2. mec. Bağ, alâka, râbıta: Nüsha-i kem-yâb-ı zât-ı pâki bulmuş mâhasal / Rişte-i ihsân ile şîrâze-i hüsn-i nizam (Fıtnat Hanım). Serâir-i kalb-i âşık bilinmez / Rişte-i fünûn-ı hayâl incedir (Erzurumlu Emrah’tan). Taşkent ve Semerkant’taki Türkler’le yeni bir râbıta akdetmek, yâhut rişte-i mevcûdu kuvvetlendirmek mi istiyoruz; aramızda alâik-i ticâriyye tevsîine çalışalım (Cenap Şahâbeddin).
3. Rişte-i teb’den kısaltma yoluyle. Sıtma, hummâ vb. ateşli hastalık. Fr. Filariose: Bâzı kitaplarda rişte illetine tutulan bir kimse (bu nehirden) piyâde geçse ol illetten kurtulur deyü yazar (Kâtip Çelebi’den Seç.).

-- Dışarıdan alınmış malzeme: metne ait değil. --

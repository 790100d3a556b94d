#![allow(dead_code)]

use conduit_rpc::{
    HttpServerConfig, JsonRpcServer, JwtSecret, JwtValidator, MethodRegistry, MethodResult,
    ServerHandle,
};
use hyper::{
    header::{HeaderValue, CONTENT_TYPE},
    service::{make_service_fn, service_fn},
    Body, Request, Response, Server,
};
use jsonrpsee::http_client::{HttpClient, HttpClientBuilder};
use serde_json::{json, Value};
use std::{
    convert::Infallible,
    net::{Ipv4Addr, SocketAddr},
    time::Duration,
};

pub const CHAIN_ID: &str = "0x7a69";

/// test_address returns a localhost address on a port picked by the OS.
/// This is to prevent multiple tests from using the same port.
///
/// # Returns
/// * `SocketAddr` - A localhost address with port 0.
pub fn test_address() -> SocketAddr {
    SocketAddr::from((Ipv4Addr::LOCALHOST, 0))
}

pub fn test_methods() -> MethodRegistry {
    let mut registry = MethodRegistry::new();
    registry
        .register("eth_chainId", |_| async { MethodResult::Ok(json!(CHAIN_ID)) })
        .unwrap();
    registry
        .register("test_echo", |params| async move {
            MethodResult::Ok(params.unwrap_or(Value::Null))
        })
        .unwrap();
    registry
        .register("test_sleep", |params| async move {
            let millis = params
                .as_ref()
                .and_then(|p| p[0].as_u64())
                .unwrap_or_default();
            tokio::time::sleep(Duration::from_millis(millis)).await;
            MethodResult::Ok(json!(millis))
        })
        .unwrap();
    registry
}

pub async fn start_server(config: HttpServerConfig) -> ServerHandle {
    JsonRpcServer::new(test_address())
        .with_config(config)
        .start(test_methods())
        .await
        .unwrap()
}

pub async fn start_auth_server(secret: &JwtSecret) -> ServerHandle {
    JsonRpcServer::new(test_address())
        .with_jwt(JwtValidator::new(secret))
        .start(test_methods())
        .await
        .unwrap()
}

pub fn endpoint(address: SocketAddr) -> String {
    format!("http://{address}")
}

pub fn build_http_client(address: SocketAddr) -> HttpClient {
    HttpClientBuilder::default()
        .build(endpoint(address))
        .unwrap()
}

/// Start a server answering every request with `reply`, whatever was asked.
///
/// # Returns
/// * `SocketAddr` - The address the server is bound to.
pub fn start_stub_server(reply: Value) -> SocketAddr {
    let reply = reply.to_string();
    let make_service = make_service_fn(move |_| {
        let reply = reply.clone();
        async move {
            Ok::<_, Infallible>(service_fn(move |_req: Request<Body>| {
                let mut response = Response::new(Body::from(reply.clone()));
                response
                    .headers_mut()
                    .insert(CONTENT_TYPE, HeaderValue::from_static("application/json"));
                async move { Ok::<_, Infallible>(response) }
            }))
        }
    });
    let server = Server::bind(&test_address()).serve(make_service);
    let address = server.local_addr();
    tokio::spawn(server);
    address
}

ѻ Rişte-i teb: Sıtma hastalığına karşı okunup üflenerek düğümlenen ve hastanın boynuna veya bileklerine bağlanan iplik: Göz yaşımla doladım kollarımı gerdenine / Oldu bu bağlama el-hak yeni bir rişte-i teb (Tâhirü’l-Mevlevî’den). Sâidinde görünen sanma süvâr-ı zerrin / Bağladım ben reg-i cânımdan ona rişte-i teb (Ahmet T. Onay’dan).
● Rişte-füruş (ﺭﺷﺘﻪ ﻓﺮﻭﺵ) birl. sıf. ve i. (Fars. furūş “satan” ile) İplik satan (kimse), iplikçi: Sanatı gerçi rişte-füruşluk olup ehl-i sûk makūlesinden olduğundan kabaca görünür idi (Sâlim Tezkiresi).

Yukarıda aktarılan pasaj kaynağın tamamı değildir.